Lee C, Ebrahimian S, Mabeza R M, Tran Z, Hadaya J, Benharash P, Moazzez A
Cardiovascular Outcomes Research Laboratories, Department of Surgery, David Geffen School of Medicine at UCLA, 10833 Le Conte Ave, Los Angeles, CA, 90095, USA.
Department of Surgery, Harbor-UCLA Medical Center, Torrance, CA, USA.
Hernia. 2023 Oct;27(5):1095-1102. doi: 10.1007/s10029-023-02773-4. Epub 2023 Apr 19.
Although groin hernia repairs are relatively safe, efforts to identify factors associated with greater morbidity and resource utilization following these operations are warranted. An emphasis on obesity has limited studies from a comprehensive evaluation of the association between body mass index (BMI) and outcomes following groin hernia repair. Thus, we aimed to ascertain the association between BMI class with 30-day outcomes following these operations.
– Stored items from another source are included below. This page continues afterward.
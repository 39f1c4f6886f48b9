//! Terrain data model
//!
//! Rows, platforms and the generation bookkeeping owned by the level
//! manager. Everything here is plain data; the spawners and the level
//! manager are the only writers.

use serde::{Deserialize, Serialize};

use super::enemies::EnemyHandle;
use crate::consts::*;

/// A single platform (or a run of maze tiles)
#[derive(Debug, Clone, PartialEq, Serialize, Deserialize)]
pub struct Platform {
    /// Anchor centre x
    pub x: f32,
    /// Top surface y
    pub y: f32,
    pub width: f32,
    pub is_moving: bool,
    /// Full horizontal sweep of a moving platform (0 for static)
    pub move_range: f32,
    /// Current displacement from `x` (moving platforms only)
    #[serde(default)]
    pub offset: f32,
}

impl Platform {
    pub fn new(x: f32, y: f32, width: f32, is_moving: bool, move_range: f32) -> Self {
        Self {
            x,
            y,
            width,
            is_moving,
            move_range: if is_moving { move_range.max(0.0) } else { 0.0 },
            offset: 0.0,
        }
    }

    pub fn fixed(x: f32, y: f32, width: f32) -> Self {
        Self::new(x, y, width, false, 0.0)
    }

    #[inline]
    pub fn left(&self) -> f32 {
        self.x - self.width / 2.0
    }

    #[inline]
    pub fn right(&self) -> f32 {
        self.x + self.width / 2.0
    }

    /// Half the distance the platform can drift from its anchor
    #[inline]
    pub fn sweep_half(&self) -> f32 {
        if self.is_moving { self.move_range / 2.0 } else { 0.0 }
    }

    /// Half-width including the moving sweep
    #[inline]
    pub fn half_extent(&self) -> f32 {
        self.width / 2.0 + self.sweep_half()
    }

    /// Leftmost and rightmost x the platform ever covers
    pub fn swept_span(&self) -> (f32, f32) {
        (self.x - self.half_extent(), self.x + self.half_extent())
    }

    /// Current centre x
    #[inline]
    pub fn current_x(&self) -> f32 {
        self.x + self.offset
    }

    /// Advance a moving platform along its sweep (triangle wave over `MOVING_PERIOD`)
    pub fn update(&mut self, time_secs: f32) {
        if !self.is_moving || self.move_range <= 0.0 {
            return;
        }
        let phase = (time_secs / MOVING_PERIOD).fract();
        let tri = if phase < 0.5 {
            phase * 4.0 - 1.0
        } else {
            3.0 - phase * 4.0
        };
        self.offset = tri * self.move_range / 2.0;
    }
}

/// Where a maze row came from
#[derive(Debug, Clone, Copy, PartialEq, Eq, Serialize, Deserialize)]
pub struct MazeRef {
    /// Index into the pattern library
    pub pattern: usize,
    /// Row index within the pattern
    pub row: usize,
    pub mirrored: bool,
}

/// A purely cosmetic placement produced from a decoration pattern
#[derive(Debug, Clone, PartialEq, Serialize, Deserialize)]
pub struct Decoration {
    /// Index into the decoration catalogue
    pub pattern: usize,
    pub x: f32,
    pub y: f32,
}

/// One generated horizontal slice of terrain
#[derive(Debug, Clone, PartialEq, Serialize, Deserialize)]
pub struct Row {
    pub id: u32,
    pub y: f32,
    pub platforms: Vec<Platform>,
    /// Index of the platform carrying the reachability guarantee
    pub reference: usize,
    pub maze: Option<MazeRef>,
    #[serde(default)]
    pub decorations: Vec<Decoration>,
    #[serde(skip)]
    pub enemy: Option<EnemyHandle>,
}

impl Row {
    /// Row with a single platform as its reference
    pub fn single(id: u32, platform: Platform) -> Self {
        Self {
            id,
            y: platform.y,
            platforms: vec![platform],
            reference: 0,
            maze: None,
            decorations: Vec::new(),
            enemy: None,
        }
    }

    /// Whether `reference` points at a platform (always true for spawner-built rows)
    pub fn has_reference(&self) -> bool {
        self.reference < self.platforms.len()
    }

    /// Panics on a row without a reference; tracked rows are checked by the level manager
    pub fn reference_platform(&self) -> &Platform {
        &self.platforms[self.reference]
    }

    pub fn is_maze(&self) -> bool {
        self.maze.is_some()
    }

    /// Widest non-moving platform (where enemies may stand)
    pub fn widest_static(&self) -> Option<&Platform> {
        self.platforms
            .iter()
            .filter(|p| !p.is_moving)
            .max_by(|a, b| a.width.total_cmp(&b.width))
    }

    /// Full-width floor the run starts on
    pub fn floor(id: u32, y: f32, world_width: f32) -> Self {
        Self::single(id, Platform::fixed(world_width / 2.0, y, world_width))
    }
}

/// Resume point of a multi-row maze still being emitted
#[derive(Debug, Clone, Copy, PartialEq, Eq, Serialize, Deserialize)]
pub struct MazeCursor {
    pub pattern: usize,
    pub next_row: usize,
    pub mirrored: bool,
}

/// Generation bookkeeping, owned by the level manager
#[derive(Debug, Clone, Serialize, Deserialize)]
pub struct GenerationState {
    /// Height of the starting floor
    pub start_y: f32,
    /// y of the most recently generated row
    pub last_platform_y: f32,
    /// Progress-derived difficulty (never decreases)
    pub difficulty_tier: u32,
    /// Cleared by the playground to stop automatic generation
    pub generation_enabled: bool,
    pub rows_generated: u32,
    pub rows_since_maze: u32,
    /// Seconds since the run started
    pub elapsed: f32,
    pub maze_cursor: Option<MazeCursor>,
    /// Next row/entity id
    next_id: u32,
}

impl GenerationState {
    pub fn new(start_y: f32) -> Self {
        Self {
            start_y,
            last_platform_y: start_y,
            difficulty_tier: 0,
            generation_enabled: true,
            rows_generated: 0,
            rows_since_maze: 0,
            elapsed: 0.0,
            maze_cursor: None,
            next_id: 1,
        }
    }

    /// Allocate a new row id
    pub fn next_row_id(&mut self) -> u32 {
        let id = self.next_id;
        self.next_id += 1;
        id
    }

    /// Height climbed by generation so far
    #[inline]
    pub fn height_climbed(&self) -> f32 {
        (self.start_y - self.last_platform_y).max(0.0)
    }
}

/// The rising lethal boundary
#[derive(Debug, Clone, Copy, PartialEq, Serialize, Deserialize)]
pub struct HazardFront {
    pub y: f32,
    /// Pixels per second (upward)
    pub speed: f32,
    pub enabled: bool,
}

impl HazardFront {
    pub fn new(y: f32, speed: f32, enabled: bool) -> Self {
        Self { y, speed, enabled }
    }

    /// Vertical distance from a row down to the hazard (positive when the row is above it)
    #[inline]
    pub fn clearance(&self, row_y: f32) -> f32 {
        self.y - row_y
    }
}

#[cfg(test)]
mod tests {
    use super::*;

    #[test]
    fn test_static_platform_ignores_range() {
        let p = Platform::new(100.0, 0.0, 80.0, false, 50.0);
        assert_eq!(p.move_range, 0.0);
        assert_eq!(p.half_extent(), 40.0);
    }

    #[test]
    fn test_moving_platform_stays_in_sweep() {
        let mut p = Platform::new(200.0, 0.0, 80.0, true, 60.0);
        for i in 0..200 {
            p.update(i as f32 * 0.05);
            assert!(p.offset.abs() <= 30.0 + 1e-4);
        }
        let (l, r) = p.swept_span();
        assert!((l - 130.0).abs() < 1e-4);
        assert!((r - 270.0).abs() < 1e-4);
    }

    #[test]
    fn test_widest_static_skips_moving() {
        let mut row = Row::single(1, Platform::new(100.0, 0.0, 200.0, true, 40.0));
        row.platforms.push(Platform::fixed(300.0, 0.0, 90.0));
        assert_eq!(row.widest_static().map(|p| p.width), Some(90.0));
    }

    #[test]
    fn test_height_climbed() {
        let mut state = GenerationState::new(-500.0);
        state.last_platform_y = -800.0;
        assert_eq!(state.height_climbed(), 300.0);
    }
}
The 2014-2020 National Surgical Quality Improvement Program database was queried to identify adults undergoing non-recurrent groin hernia repair. Patient BMI was used to stratify patients into six groups: underweight, normal, overweight, and obesity classes I-III. Association of BMI with major adverse events (MAE), wound complication, and prolonged length of stay (pLOS) as well as 30-day readmission and reoperation were evaluated using multivariable regressions.
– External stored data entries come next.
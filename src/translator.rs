//! Bulk text translation through the Google Cloud Translation v2 API.
//!
//! The pipeline only depends on the [`Translator`] trait, so tests and
//! other providers can stand in for the HTTP client.

use crate::config::{ApiConfig, TranslationConfig};
use crate::console::Console;
use crate::error::TranslationError;
use async_trait::async_trait;
use reqwest::Client;
use serde::{Deserialize, Serialize};
use std::time::Duration;

/// Maximum number of strings the provider accepts in one request.
pub const PROVIDER_MAX_BATCH: usize = 128;

/// A capability that translates many strings in one call.
#[async_trait]
pub trait Translator: Send + Sync {
    /// Largest number of strings accepted by one `translate_batch` call.
    fn max_batch_size(&self) -> usize;

    /// Translates `texts` from `source` to `target`.
    ///
    /// The result has the same length and order as `texts`.
    async fn translate_batch(
        &self,
        texts: &[String],
        source: &str,
        target: &str,
    ) -> Result<Vec<String>, TranslationError>;
}

/// Request body for the translate endpoint.
#[derive(Debug, Serialize)]
struct TranslateRequest<'a> {
    q: &'a [String],
    source: &'a str,
    target: &'a str,
    format: &'static str,
}

/// Response from the translate endpoint.
#[derive(Debug, Deserialize)]
struct TranslateResponse {
    data: TranslateData,
}

#[derive(Debug, Deserialize)]
struct TranslateData {
    translations: Vec<Translation>,
}

#[derive(Debug, Deserialize)]
#[serde(rename_all = "camelCase")]
struct Translation {
    translated_text: String,
}

/// Translator backed by the Google Cloud Translation REST API.
pub struct GoogleTranslator {
    /// HTTP client for API requests.
    client: Client,
    /// API configuration.
    api_config: ApiConfig,
    /// Retry and pacing configuration.
    translation_config: TranslationConfig,
    /// Console for output.
    console: Console,
}

impl GoogleTranslator {
    /// Create a new GoogleTranslator.
    pub fn new(api_config: ApiConfig, translation_config: TranslationConfig) -> Self {
        Self {
            client: Client::new(),
            api_config,
            translation_config,
            console: Console::new(),
        }
    }

    /// Sends one request without retrying.
    async fn request_batch(
        &self,
        texts: &[String],
        source: &str,
        target: &str,
    ) -> Result<Vec<String>, TranslationError> {
        let request = TranslateRequest {
            q: texts,
            source,
            target,
            format: "text",
        };

        let response = self
            .client
            .post(&self.api_config.base_url)
            .header("X-Goog-Api-Key", &self.api_config.key)
            .header("Content-Type", "application/json")
            .json(&request)
            .send()
            .await?;

        if !response.status().is_success() {
            let status = response.status();
            let text = response.text().await.unwrap_or_default();
            return Err(TranslationError::ApiError(format!(
                "HTTP {}: {}",
                status, text
            )));
        }

        let body = response.text().await?;
        let parsed: TranslateResponse =
            serde_json::from_str(&body).map_err(|e| TranslationError::ParseError(e.to_string()))?;

        let translations: Vec<String> = parsed
            .data
            .translations
            .into_iter()
            .map(|t| t.translated_text)
            .collect();

        if translations.len() != texts.len() {
            return Err(TranslationError::LengthMismatch {
                expected: texts.len(),
                actual: translations.len(),
            });
        }

        Ok(translations)
    }
}

#[async_trait]
impl Translator for GoogleTranslator {
    fn max_batch_size(&self) -> usize {
        self.translation_config.batch_size.min(PROVIDER_MAX_BATCH)
    }

    async fn translate_batch(
        &self,
        texts: &[String],
        source: &str,
        target: &str,
    ) -> Result<Vec<String>, TranslationError> {
        if texts.is_empty() {
            return Ok(Vec::new());
        }
        if texts.len() > self.max_batch_size() {
            return Err(TranslationError::InvalidConfig(format!(
                "batch of {} strings exceeds the limit of {}",
                texts.len(),
                self.max_batch_size()
            )));
        }

        let attempts = self.translation_config.retries.max(1);
        let mut attempt = 0;

        loop {
            match self.request_batch(texts, source, target).await {
                Ok(translations) => {
                    if self.translation_config.delay_between_requests_sec > 0.0 {
                        tokio::time::sleep(Duration::from_secs_f64(
                            self.translation_config.delay_between_requests_sec,
                        ))
                        .await;
                    }
                    return Ok(translations);
                }
                Err(e) => {
                    attempt += 1;
                    if attempt >= attempts {
                        return Err(TranslationError::RetriesExhausted {
                            attempts,
                            last: Box::new(e),
                        });
                    }

                    // Exponential backoff
                    let delay = Duration::from_secs(2u64.pow(attempt));
                    self.console.warning(&format!(
                        "Translation failed ({}), retrying in {:?} (attempt {}/{})",
                        e,
                        delay,
                        attempt + 1,
                        attempts
                    ));
                    tokio::time::sleep(delay).await;
                }
            }
        }
    }
}

#[cfg(test)]
mod tests {
    use super::*;

    #[test]
    fn test_request_body_shape() {
        let texts = vec!["Attack".to_string(), "Flee".to_string()];
        let request = TranslateRequest {
            q: &texts,
            source: "en",
            target: "fr",
            format: "text",
        };

        let json = serde_json::to_value(&request).unwrap();
        assert_eq!(json["q"][1], "Flee");
        assert_eq!(json["source"], "en");
        assert_eq!(json["target"], "fr");
        assert_eq!(json["format"], "text");
    }

    #[test]
    fn test_response_parsing() {
        let body = r#"{"data":{"translations":[{"translatedText":"Attaquer","detectedSourceLanguage":"en"},{"translatedText":"Fuir"}]}}"#;
        let parsed: TranslateResponse = serde_json::from_str(body).unwrap();
        let texts: Vec<String> = parsed
            .data
            .translations
            .into_iter()
            .map(|t| t.translated_text)
            .collect();
        assert_eq!(texts, vec!["Attaquer", "Fuir"]);
    }

    #[test]
    fn test_batch_size_capped_by_provider() {
        let mut config = TranslationConfig::default();
        config.batch_size = 500;
        let translator = GoogleTranslator::new(ApiConfig::default(), config);
        assert_eq!(translator.max_batch_size(), PROVIDER_MAX_BATCH);
    }

    #[tokio::test]
    async fn test_empty_batch_skips_request() {
        let translator = GoogleTranslator::new(ApiConfig::default(), TranslationConfig::default());
        let result = translator.translate_batch(&[], "en", "fr").await.unwrap();
        assert!(result.is_empty());
    }

    #[tokio::test]
    async fn test_oversized_batch_rejected() {
        let mut config = TranslationConfig::default();
        config.batch_size = 2;
        let translator = GoogleTranslator::new(ApiConfig::default(), config);
        let texts = vec!["a".to_string(), "b".to_string(), "c".to_string()];
        assert!(matches!(
            translator.translate_batch(&texts, "en", "fr").await,
            Err(TranslationError::InvalidConfig(_))
        ));
    }
}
Of the 163,373 adults who underwent groin hernia repair, the majority of patients were considered overweight (44.4%). Underweight patients more commonly underwent emergent operations and femoral hernia repair compared to others. After adjustment of intergoup differences, obesity class III was associated with greater odds of an MAE (AOR 1.50), wound complication (AOR 4.30), pLOS (AOR 1.40), and 30-day readmission (AOR 1.50) and reoperation (AOR 1.75, all p < 0.05). Underweight BMI portended greater odds of pLOS and unplanned readmission.
Consideration of BMI in patients requiring groin hernia repair could help inform perioperative expectations. Preoperative optimization and deployment of a minimally invasive approach when feasible may further reduce morbidity in patients at the extremes of the BMI spectrum.
尽管腹股沟疝修补术相对安全,但仍有必要努力确定与这些手术后更高发病率和资源利用相关的因素。对肥胖的关注限制了对体重指数(BMI)与腹股沟疝修补术后结局之间关联的全面评估研究。因此,我们旨在确定BMI类别与这些手术后30天结局之间的关联。
查询2014 - 2020年国家外科质量改进计划数据库,以识别接受非复发性腹股沟疝修补术的成年人。患者BMI用于将患者分为六组:体重过轻、正常、超重以及肥胖I - III级。使用多变量回归评估BMI与主要不良事件(MAE)、伤口并发症、住院时间延长(pLOS)以及30天再入院和再次手术之间的关联。
在163,373例接受腹股沟疝修补术的成年人中,大多数患者被认为超重(44.4%)。与其他患者相比,体重过轻的患者更常接受急诊手术和股疝修补术。在调整组间差异后,肥胖III级与MAE(调整后比值比[AOR] 1.50)、伤口并发症(AOR 4.30)、pLOS(AOR 1.40)、30天再入院(AOR 1.50)和再次手术(AOR 1.75,所有p < 0.05)的更高几率相关。体重过轻的BMI预示着pLOS和计划外再入院的几率更高。
在需要腹股沟疝修补术的患者中考虑BMI有助于告知围手术期预期。术前优化并在可行时采用微创方法可能进一步降低BMI范围两端患者的发病率。